The mechanical quality of the movements of the four juveniles, as they filed past the nameless white coat, gave the impression they were more like ghosts than anything else, drifting unmoored in the world, fleeting and transient, interminably waiting.

Jalissa did not think of herself as a ghost, or even a zombie. Her agile mind clicked, stuttered and popped behind her blank expression as she tried to evaluate her situation, tried to plan a future. The one she once wanted no longer existed. She could not go back to the farm, nor could she bury her dead—the Alliance wanted the bodies. She refused to raise an issue over this. She did not know what to do with the empty shells of the people she loved, particularly when at least one was less a shell and more…a burnt blob.

Her eyes burned, her throat tightened, but no tears came. Had she finally exhausted the reservoirs of saline behind her eyes? The lack of them left her empty, strangely methodical, and analytical. She could not go back home. She could not stay on Mindoir. She had no other family, which meant an orphanage, or foster care, until she turned eighteen.

Two years. Two years to decide what she wanted to do.

Jalissa sat down at the table with her tray, among the other personnel on lunch. In a quirk Jalissa found decidedly curious, she and the others liked sitting near other humans. They did not want the other humans to talk to them. It must be, her inner analysis continued, a proximity thing.

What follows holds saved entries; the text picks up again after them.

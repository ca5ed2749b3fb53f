//! Workbook provider contract and the in-memory implementation.

use gistx_model::{Column, Position};

use crate::error::{IngestError, Result};

/// One worksheet row as ordered cell strings.
#[derive(Debug, Clone, PartialEq, Eq)]
pub struct RawRow {
    pub position: Position,
    pub cells: Vec<String>,
    /// True when a merged region covers the row's Comments cell.
    pub merged: bool,
}

impl RawRow {
    pub fn new(row: usize, cells: Vec<String>) -> Self {
        Self {
            position: Position::new(row),
            cells,
            merged: false,
        }
    }

    pub fn merged(mut self) -> Self {
        self.merged = true;
        self
    }

    /// Raw text at a zero-based index; missing cells read as empty.
    pub fn cell_at(&self, index: usize) -> &str {
        self.cells.get(index).map(String::as_str).unwrap_or("")
    }

    /// Raw text of a data dictionary column.
    pub fn cell(&self, column: Column) -> &str {
        self.cell_at(column.index())
    }

    /// Trimmed text of a data dictionary column.
    pub fn trimmed(&self, column: Column) -> &str {
        self.cell(column).trim()
    }

    pub fn is_blank(&self) -> bool {
        self.cells.iter().all(|cell| cell.trim().is_empty())
    }
}

/// A named sheet of rows, in worksheet order.
#[derive(Debug, Clone, PartialEq, Eq)]
pub struct Worksheet {
    pub name: String,
    pub rows: Vec<RawRow>,
}

impl Worksheet {
    pub fn new(name: impl Into<String>, rows: Vec<RawRow>) -> Self {
        Self {
            name: name.into(),
            rows,
        }
    }

    /// Builds a worksheet from plain string rows; row 1 is the first entry.
    pub fn from_rows<R, C>(name: impl Into<String>, rows: R) -> Self
    where
        R: IntoIterator<Item = C>,
        C: IntoIterator,
        C::Item: Into<String>,
    {
        let rows = rows
            .into_iter()
            .enumerate()
            .map(|(idx, cells)| RawRow::new(idx + 1, cells.into_iter().map(Into::into).collect()))
            .collect();
        Self::new(name, rows)
    }

    pub fn header(&self) -> Option<&RawRow> {
        self.rows.first()
    }

    /// Rows after the header.
    pub fn data_rows(&self) -> &[RawRow] {
        self.rows.get(1..).unwrap_or(&[])
    }
}

/// Source of worksheets for a run.
///
/// Implementations hold an immutable snapshot; validation never writes back.
pub trait WorkbookSource: Sync {
    /// Worksheet names in workbook order.
    fn worksheet_names(&self) -> Vec<String>;

    /// Rows of one worksheet.
    fn worksheet(&self, name: &str) -> Result<Worksheet>;
}

/// Workbook held entirely in memory.
#[derive(Debug, Clone, Default)]
pub struct MemoryWorkbook {
    sheets: Vec<Worksheet>,
}

impl MemoryWorkbook {
    pub fn new(sheets: Vec<Worksheet>) -> Self {
        Self { sheets }
    }

    pub fn push(&mut self, sheet: Worksheet) {
        self.sheets.push(sheet);
    }

    pub fn with_sheet(mut self, sheet: Worksheet) -> Self {
        self.push(sheet);
        self
    }
}

impl WorkbookSource for MemoryWorkbook {
    fn worksheet_names(&self) -> Vec<String> {
        self.sheets.iter().map(|sheet| sheet.name.clone()).collect()
    }

    fn worksheet(&self, name: &str) -> Result<Worksheet> {
        self.sheets
            .iter()
            .find(|sheet| sheet.name == name)
            .cloned()
            .ok_or_else(|| IngestError::WorksheetNotFound {
                worksheet: name.to_string(),
            })
    }
}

She supposed there was college…but where? There was nothing, as far as she cared, left here. Mindoir was a small colony to begin with. There were no institutes of higher learning, yet. In any case, what would she study?

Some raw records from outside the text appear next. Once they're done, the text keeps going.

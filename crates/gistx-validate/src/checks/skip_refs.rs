//! Skip rules: the checked field comes before the owner (or is the owner, for
//! postskip) and the target comes strictly after it.

use gistx_model::{
    Column, Issue, IssueKind, OrderRule, Question, QuestionType, Severity, SkipPhase, SkipRule,
};

use super::FieldIndex;

fn checked_field_rule(phase: SkipPhase) -> OrderRule {
    match phase {
        SkipPhase::Pre => OrderRule::StrictlyBefore,
        SkipPhase::Post => OrderRule::AtOrBefore,
    }
}

pub fn check(worksheet: &str, questions: &[Question], index: &FieldIndex) -> Vec<Issue> {
    let mut issues = Vec::new();
    for question in questions {
        for rule in &question.skip_rules {
            for (kind, message) in rule_problems(question, rule, index) {
                issues.push(
                    Issue::new(kind, Severity::Error, worksheet, message)
                        .at_row(question.position.row())
                        .in_column(Column::Skip)
                        .for_field(&question.field_name),
                );
            }
        }
    }
    issues
}

fn rule_problems(
    question: &Question,
    rule: &SkipRule,
    index: &FieldIndex,
) -> Vec<(IssueKind, String)> {
    let mut problems = Vec::new();
    let owner = question.position;

    let check_rule = checked_field_rule(rule.phase);
    match index.get(&rule.check_field) {
        None => problems.push((
            IssueKind::Reference,
            format!(
                "{} checks a nonexistent FieldName: {}",
                rule.phase.element(),
                rule.check_field
            ),
        )),
        Some(entry) => {
            if !check_rule.holds(owner, entry.position) {
                problems.push((
                    IssueKind::Reference,
                    format!(
                        "checkfield {} {} for {}",
                        rule.check_field,
                        check_rule.describe(),
                        rule.phase.element()
                    ),
                ));
            }
            if rule.condition.is_membership()
                && entry.question_type != Some(QuestionType::Checkbox)
            {
                problems.push((
                    IssueKind::Compatibility,
                    format!(
                        "condition '{}' needs a checkbox field, but {} is not a checkbox",
                        rule.condition, rule.check_field
                    ),
                ));
            }
        }
    }

    if rule.target_field == question.field_name {
        problems.push((
            IssueKind::Reference,
            format!("targetfield {} is the current row", rule.target_field),
        ));
    } else {
        match index.get(&rule.target_field) {
            None => problems.push((
                IssueKind::Reference,
                format!("skips to a nonexistent FieldName: {}", rule.target_field),
            )),
            Some(entry) if !OrderRule::StrictlyAfter.holds(owner, entry.position) => {
                problems.push((
                    IssueKind::Reference,
                    format!(
                        "targetfield {} {}",
                        rule.target_field,
                        OrderRule::StrictlyAfter.describe()
                    ),
                ));
            }
            Some(_) => {}
        }
    }

    problems
}

#[cfg(test)]
mod tests {
    use super::*;
    use crate::checks::FieldEntry;
    use gistx_model::{FieldType, Position, SkipCondition};

    fn index(fields: &[(&str, QuestionType)]) -> FieldIndex {
        FieldIndex::new(
            fields
                .iter()
                .enumerate()
                .map(|(i, (name, qt))| FieldEntry {
                    position: Position::new(i + 2),
                    field_name: (*name).to_string(),
                    question_type: Some(*qt),
                })
                .collect(),
        )
    }

    fn owner(row: usize, name: &str, rule: SkipRule) -> Question {
        let mut q = Question::new(Position::new(row), name, QuestionType::Radio, FieldType::Integer);
        q.skip_rules.push(rule);
        q
    }

    fn rule(phase: SkipPhase, check: &str, condition: SkipCondition, target: &str) -> SkipRule {
        SkipRule {
            phase,
            check_field: check.into(),
            condition,
            value: "1".into(),
            target_field: target.into(),
        }
    }

    #[test]
    fn valid_preskip_and_postskip() {
        let index = index(&[
            ("consent", QuestionType::Radio),
            ("age", QuestionType::Radio),
            ("comments", QuestionType::Text),
        ]);
        let questions = [
            owner(3, "age", rule(SkipPhase::Pre, "consent", SkipCondition::Eq, "comments")),
            owner(3, "age", rule(SkipPhase::Post, "age", SkipCondition::Lt, "comments")),
        ];
        assert!(check("t_dd", &questions, &index).is_empty());
    }

    #[test]
    fn preskip_on_own_field_fails() {
        let index = index(&[("age", QuestionType::Radio), ("end", QuestionType::Text)]);
        let issues = check(
            "t_dd",
            &[owner(2, "age", rule(SkipPhase::Pre, "age", SkipCondition::Eq, "end"))],
            &index,
        );
        assert_eq!(issues.len(), 1);
        assert_eq!(
            issues[0].message,
            "checkfield age must appear before current row for preskip"
        );
    }

    #[test]
    fn target_before_owner_fails() {
        let index = index(&[("comments", QuestionType::Text), ("age", QuestionType::Radio)]);
        let issues = check(
            "t_dd",
            &[owner(3, "age", rule(SkipPhase::Post, "age", SkipCondition::Lt, "comments"))],
            &index,
        );
        assert_eq!(issues.len(), 1);
        assert_eq!(issues[0].kind, IssueKind::Reference);
        assert_eq!(
            issues[0].message,
            "targetfield comments must appear after current row"
        );
    }

    #[test]
    fn self_target_and_missing_fields() {
        let index = index(&[("age", QuestionType::Radio)]);
        let issues = check(
            "t_dd",
            &[owner(2, "age", rule(SkipPhase::Post, "ghost", SkipCondition::Eq, "age"))],
            &index,
        );
        let messages: Vec<_> = issues.iter().map(|i| i.message.as_str()).collect();
        assert_eq!(
            messages,
            vec![
                "postskip checks a nonexistent FieldName: ghost",
                "targetfield age is the current row",
            ]
        );
    }

    #[test]
    fn membership_needs_checkbox() {
        let index = index(&[
            ("symptoms", QuestionType::Checkbox),
            ("age", QuestionType::Radio),
            ("end", QuestionType::Text),
        ]);
        let ok = owner(3, "age", rule(SkipPhase::Pre, "symptoms", SkipCondition::Contains, "end"));
        assert!(check("t_dd", &[ok], &index).is_empty());

        let bad = owner(3, "age", rule(SkipPhase::Post, "age", SkipCondition::DoesNotContain, "end"));
        let issues = check("t_dd", &[bad], &index);
        assert_eq!(issues[0].kind, IssueKind::Compatibility);
    }
}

Her spoon slipped from her suddenly nerveless fingers, splattering soup on the table. As her chin sank towards her breastbone, her eyes wide and unblinking, she almost imagined she could see her reflection in the green, murky mass.

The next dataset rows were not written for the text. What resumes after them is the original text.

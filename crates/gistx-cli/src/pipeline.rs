//! Run pipeline: workbook → validation gate → XML, manifest, package.
//!
//! Every stage is a function over a [`WorkbookSource`], so the same flow runs
//! against a spreadsheet on disk or an in-memory workbook.

use std::path::{Path, PathBuf};
use std::time::Instant;

use anyhow::{Context, Result};
use gistx_ingest::{
    WorkbookSource, XlsxWorkbook, questionnaire_worksheets, read_crfs, scan_csv_folder,
};
use gistx_model::CRFS_WORKSHEET;
use gistx_output::{build_manifest, build_package, write_manifest, write_xml};
use gistx_validate::validate_worksheets;
use tracing::{error, info, info_span, warn};

use crate::config::RunSettings;
use crate::run_log::RunLog;
use crate::types::{Artifacts, RunOutcome, WorkbookValidation};

pub fn open_workbook(path: &Path) -> Result<XlsxWorkbook> {
    XlsxWorkbook::open(path).with_context(|| format!("open workbook {}", path.display()))
}

/// Validates every questionnaire worksheet in parallel and reads `crfs`.
///
/// The result is only complete once all worksheets are done, so the
/// all-or-nothing decision can be taken on the whole workbook.
pub fn validate_workbook<S: WorkbookSource + ?Sized>(book: &S) -> Result<WorkbookValidation> {
    let start = Instant::now();
    let names = book.worksheet_names();

    let worksheets = questionnaire_worksheets(&names)
        .iter()
        .map(|name| book.worksheet(name))
        .collect::<gistx_ingest::Result<Vec<_>>>()
        .context("read questionnaire worksheets")?;
    let reports = validate_worksheets(&worksheets);

    let crfs = if names.iter().any(|name| name == CRFS_WORKSHEET) {
        let sheet = book
            .worksheet(CRFS_WORKSHEET)
            .context("read crfs worksheet")?;
        Some(read_crfs(&sheet))
    } else {
        None
    };

    let validation = WorkbookValidation {
        worksheets: reports,
        crfs,
    };
    info!(
        worksheets = validation.worksheets.len(),
        questions = validation.question_count(),
        errors = validation.error_count(),
        warnings = validation.warning_count(),
        duration_ms = start.elapsed().as_millis(),
        "workbook validated"
    );
    Ok(validation)
}

/// Check-only run: validation without artifacts.
pub fn check(path: &Path) -> Result<RunOutcome> {
    let span = info_span!("check", workbook = %path.display());
    let _guard = span.enter();
    let book = open_workbook(path)?;
    let validation = validate_workbook(&book)?;
    Ok(RunOutcome {
        workbook: path.to_path_buf(),
        validation,
        artifacts: None,
        log_file: None,
    })
}

/// Full run against the workbook named in `settings`.
pub fn generate(settings: &RunSettings) -> Result<RunOutcome> {
    with_run_log(settings, |log| {
        let book = open_workbook(&settings.excel_file)?;
        generate_with_log(&book, settings, log)
    })
}

/// Full run against an already loaded workbook.
pub fn generate_from_source<S: WorkbookSource + ?Sized>(
    book: &S,
    settings: &RunSettings,
) -> Result<RunOutcome> {
    with_run_log(settings, |log| generate_with_log(book, settings, log))
}

/// Runs `stage` and writes the run log afterwards, whatever the outcome.
fn with_run_log<F>(settings: &RunSettings, stage: F) -> Result<RunOutcome>
where
    F: FnOnce(&mut RunLog) -> Result<RunOutcome>,
{
    let span = info_span!("run", survey_id = %settings.survey_id);
    let _guard = span.enter();

    std::fs::create_dir_all(&settings.output_dir).with_context(|| {
        format!(
            "create output directory {}",
            settings.output_dir.display()
        )
    })?;
    let mut log = RunLog::new(&settings.excel_file);
    let result = stage(&mut log);
    if let Err(error) = &result {
        log.failure(error);
    }

    let written = log.write_to(&settings.output_dir);
    match (result, written) {
        (Ok(mut outcome), Ok(path)) => {
            outcome.log_file = Some(path);
            Ok(outcome)
        }
        (Ok(_), Err(source)) => Err(source).context("write run log"),
        (Err(error), Ok(_)) => Err(error),
        (Err(error), Err(log_error)) => {
            error!(%log_error, "run log could not be written");
            Err(error)
        }
    }
}

fn generate_with_log<S: WorkbookSource + ?Sized>(
    book: &S,
    settings: &RunSettings,
    log: &mut RunLog,
) -> Result<RunOutcome> {
    let validation = validate_workbook(book)?;
    for report in &validation.worksheets {
        log.worksheet(report);
    }
    if let Some(crfs) = &validation.crfs {
        log.crfs(crfs);
    }
    log.summary(&validation);

    let mut outcome = RunOutcome {
        workbook: settings.excel_file.clone(),
        validation,
        artifacts: None,
        log_file: None,
    };
    if outcome.has_errors() {
        warn!(
            errors = outcome.validation.error_count(),
            "validation failed; nothing generated"
        );
        return Ok(outcome);
    }

    outcome.artifacts = Some(write_artifacts(&outcome.validation, settings, log)?);
    Ok(outcome)
}

/// Writes the XML files and the manifest, then packages them.
fn write_artifacts(
    validation: &WorkbookValidation,
    settings: &RunSettings,
    log: &mut RunLog,
) -> Result<Artifacts> {
    let span = info_span!("generate", output_dir = %settings.output_dir.display());
    let _guard = span.enter();
    let start = Instant::now();

    log.blank();
    let mut xml_files: Vec<PathBuf> = Vec::with_capacity(validation.worksheets.len());
    for report in &validation.worksheets {
        let path = write_xml(&settings.output_dir, &report.worksheet, &report.questions)
            .with_context(|| format!("generate XML for worksheet '{}'", report.worksheet))?;
        log.xml_written(&path);
        xml_files.push(path);
    }

    let crfs = validation
        .crfs
        .as_ref()
        .map(|report| report.entries.clone())
        .unwrap_or_default();
    let manifest = build_manifest(&settings.survey_name, &settings.survey_id, &xml_files, crfs);
    let manifest_path =
        write_manifest(&settings.output_dir, &manifest).context("write survey manifest")?;
    log.manifest_written();

    let csv = scan_csv_folder(settings.csv_dir.as_deref()).context("scan CSV folder")?;
    let mut generated = xml_files.clone();
    generated.push(manifest_path.clone());
    let package = build_package(
        &settings.output_dir,
        &settings.survey_id,
        &generated,
        &csv,
        settings.cleanup,
    )
    .context("build survey package")?;
    log.package(&package, &csv);

    info!(
        xml_files = xml_files.len(),
        csv_files = package.csv_files.len(),
        zip = %package.zip_path.display(),
        duration_ms = start.elapsed().as_millis(),
        "survey package generated"
    );
    Ok(Artifacts {
        xml_files,
        manifest: manifest_path,
        package,
    })
}
//! Data dictionary validation.
//!
//! A questionnaire worksheet is checked in two stages:
//!
//! - **Rows**: each question row is validated column by column and its cells
//!   are parsed into typed specs ([`row::validate_row`]).
//! - **Cross-row passes**: LogicCheck and Skip references, duplicate
//!   FieldNames and required MaxCharacters ([`checks`]).
//!
//! Problems are collected as [`gistx_model::Issue`] values; nothing here
//! returns early on the first error.

mod collector;
mod grammar;

pub mod checks;
pub mod parsers;
pub mod row;
pub mod schema;
pub mod worksheet;

pub use collector::IssueSink;
pub use grammar::{FIELD_NAME_REGEX, cell_lines, is_field_name};
pub use row::{RowReport, is_structural, validate_row};
pub use schema::check_header;
pub use worksheet::{CheckRecord, WorksheetReport, validate_worksheet, validate_worksheets};
//! Skip cell: `preskip:` / `postskip:` rules.
//!
//! A rule reads `<phase>: if <checkfield> <condition> <value>, skip to <target>`.
//! The text before the comma is split on single spaces and must give exactly
//! five tokens, or seven when the condition is the three-word
//! `does not contain`.

use gistx_model::{Column, IssueKind, SkipCondition, SkipPhase, SkipRule};

use crate::collector::{Checkpoint, IssueSink};
use crate::grammar::cell_lines;

const CONDITION_TOKENS: usize = 5;
const DOES_NOT_CONTAIN_TOKENS: usize = 7;
const DOES_NOT_CONTAIN: &str = "does not contain";

pub fn parse_skip_rules(text: &str, sink: &mut IssueSink<'_>) -> Option<Vec<SkipRule>> {
    let mark = Checkpoint::new(sink);
    let rules: Vec<_> = cell_lines(text)
        .filter_map(|line| match parse_rule(line) {
            Ok(rule) => Some(rule),
            Err(reason) => {
                sink.error(
                    IssueKind::FieldFormat,
                    Column::Skip,
                    format!("{reason}: {line}"),
                );
                None
            }
        })
        .collect();
    mark.clean(sink).then_some(rules)
}

fn parse_rule(line: &str) -> Result<SkipRule, String> {
    let phase = if line.starts_with(SkipPhase::Pre.prefix()) {
        SkipPhase::Pre
    } else if line.starts_with(SkipPhase::Post.prefix()) {
        SkipPhase::Post
    } else {
        return Err("skip must start with 'preskip:' or 'postskip:'".to_string());
    };

    let sections: Vec<&str> = line.split(',').collect();
    let [condition_section, skip_section] = sections.as_slice() else {
        return Err("skip must contain exactly one comma".to_string());
    };

    let tokens: Vec<&str> = condition_section.split(' ').collect();
    let negated = condition_section.contains(DOES_NOT_CONTAIN);
    let expected = if negated {
        DOES_NOT_CONTAIN_TOKENS
    } else {
        CONDITION_TOKENS
    };
    if tokens.len() != expected {
        return Err(format!(
            "expected '{} if <field> <condition> <value>' with single spaces",
            phase.prefix()
        ));
    }
    if tokens[1] != "if" {
        return Err("expected 'if' after the skip prefix".to_string());
    }

    let check_field = tokens[2];
    let (condition, value) = if negated {
        if tokens[3..6] != ["does", "not", "contain"] {
            return Err(format!("'{DOES_NOT_CONTAIN}' must follow the checked field"));
        }
        (SkipCondition::DoesNotContain, tokens[6])
    } else {
        let condition = SkipCondition::parse_token(tokens[3])
            .ok_or_else(|| format!("invalid skip condition '{}'", tokens[3]))?;
        (condition, tokens[4])
    };
    if check_field.is_empty() || value.is_empty() {
        return Err("skip condition has an empty field or value".to_string());
    }

    let target_tokens: Vec<&str> = skip_section.split_whitespace().collect();
    let ["skip", "to", target_field] = target_tokens.as_slice() else {
        return Err("expected 'skip to <field>' after the comma".to_string());
    };

    Ok(SkipRule {
        phase,
        check_field: check_field.to_string(),
        condition,
        value: value.to_string(),
        target_field: (*target_field).to_string(),
    })
}

#[cfg(test)]
mod tests {
    use super::*;
    use gistx_model::{Issue, Position};

    fn run(text: &str) -> (Option<Vec<SkipRule>>, Vec<Issue>) {
        let mut sink = IssueSink::new("t_dd", Position::new(5));
        let rules = parse_skip_rules(text, &mut sink);
        (rules, sink.into_issues())
    }

    #[test]
    fn comparison_rule() {
        let (rules, issues) = run("preskip: if age < 18, skip to comments");
        assert!(issues.is_empty());
        assert_eq!(
            rules.unwrap(),
            vec![SkipRule {
                phase: SkipPhase::Pre,
                check_field: "age".into(),
                condition: SkipCondition::Lt,
                value: "18".into(),
                target_field: "comments".into(),
            }]
        );
    }

    #[test]
    fn contains_and_does_not_contain() {
        let (rules, issues) = run(
            "postskip: if symptoms 'contains' 3, skip to fever_days\n\
             postskip: if symptoms does not contain 3, skip to end_section",
        );
        assert!(issues.is_empty(), "{issues:?}");
        let rules = rules.unwrap();
        assert_eq!(rules[0].condition, SkipCondition::Contains);
        assert_eq!(rules[0].value, "3");
        assert_eq!(rules[1].condition, SkipCondition::DoesNotContain);
        assert_eq!(rules[1].value, "3");
        assert_eq!(rules[1].target_field, "end_section");
        assert_eq!(rules[1].phase, SkipPhase::Post);
    }

    #[test]
    fn segmentation_errors() {
        let cases = [
            ("skip: if a = 1, skip to b", "skip must start with"),
            ("preskip: if a = 1 skip to b", "skip must contain exactly one comma"),
            ("preskip: if a = 1, skip to b, c", "skip must contain exactly one comma"),
            ("preskip: if a  = 1, skip to b", "expected 'preskip: if"),
            ("preskip: when a = 1, skip to b", "expected 'if'"),
            ("preskip: if a == 1, skip to b", "invalid skip condition '=='"),
            ("preskip: if a contains 1, skip to b", "invalid skip condition 'contains'"),
            ("preskip: if a = 1, jump to b", "expected 'skip to <field>'"),
            (
                "preskip: if a does not contain 1 2, skip to b",
                "expected 'preskip: if",
            ),
        ];
        for (line, expected) in cases {
            let (rules, issues) = run(line);
            assert!(rules.is_none(), "{line}");
            assert!(issues[0].message.starts_with(expected), "{line}: {}", issues[0].message);
            assert_eq!(issues[0].column, Some(Column::Skip));
        }
    }
}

She did not know if it was merely the way the dining facility worked, or if it was an attempt to lessen the shock of the survivors, but so far all the food was both familiar and easy to eat. None of it required a great deal of thought. She would almost call it 'comfort food', if the dishes did not smack of cafeterias, hospitals, and insane asylums, though of much better quality.

Tomato soup and cheese sandwiches—the sight of which made Toole showed a spark of life. Macaroni and cheese—caused Gabe, the youngest, to tear up. Jalissa had expected him to bolt from the dining room that day, but he had not. He simply sat there, spooning macaroni into his mouth, tears sliding down his childhood-soft cheeks.

It was cruel. So cruel.

"Jalissa?" A hand touched her shoulder.

Jalissa flinched, picked up her spoon again, and began mechanically eating with greater speed than usual. Shoveling down sustenance so no one would fuss, however gently, about eating properly.

The empty future still lay like blank canvas before her.

Anger suddenly licked up her insides, blazing from dead ashes to an inferno which made her hands shake. This was their fault. All their fault. They had not stolen her dreams: they destroyed them, leaving shattered pieces and shrapnel to drift like space junk in her soul, tearing into whatever the sharp edges came in contact with.

An ugly look passing over her face like a cloud over the moon, somehow making the hollows in her face and the shadows under her eyes more prominent. She could enlist. She had not wanted to, before they came. But now…Robbins, even Maguire, told her how so many frigates, members of the navy and the marines, spent time in the Traverse, picking off raiding parties, mercenary bands, general scum in the universe.

Wouldn't that be something? Put her in a place where she could bury the pain, could do something about the creatures that so carelessly crushed her life.

Why did they do it? Not for ideology. Not even a vague concept like freedom.

Slavery. Money.

They're bastards. They're all bastards.

Jalissa ate steadily, the tattered remnants of her childhood burning as she watched.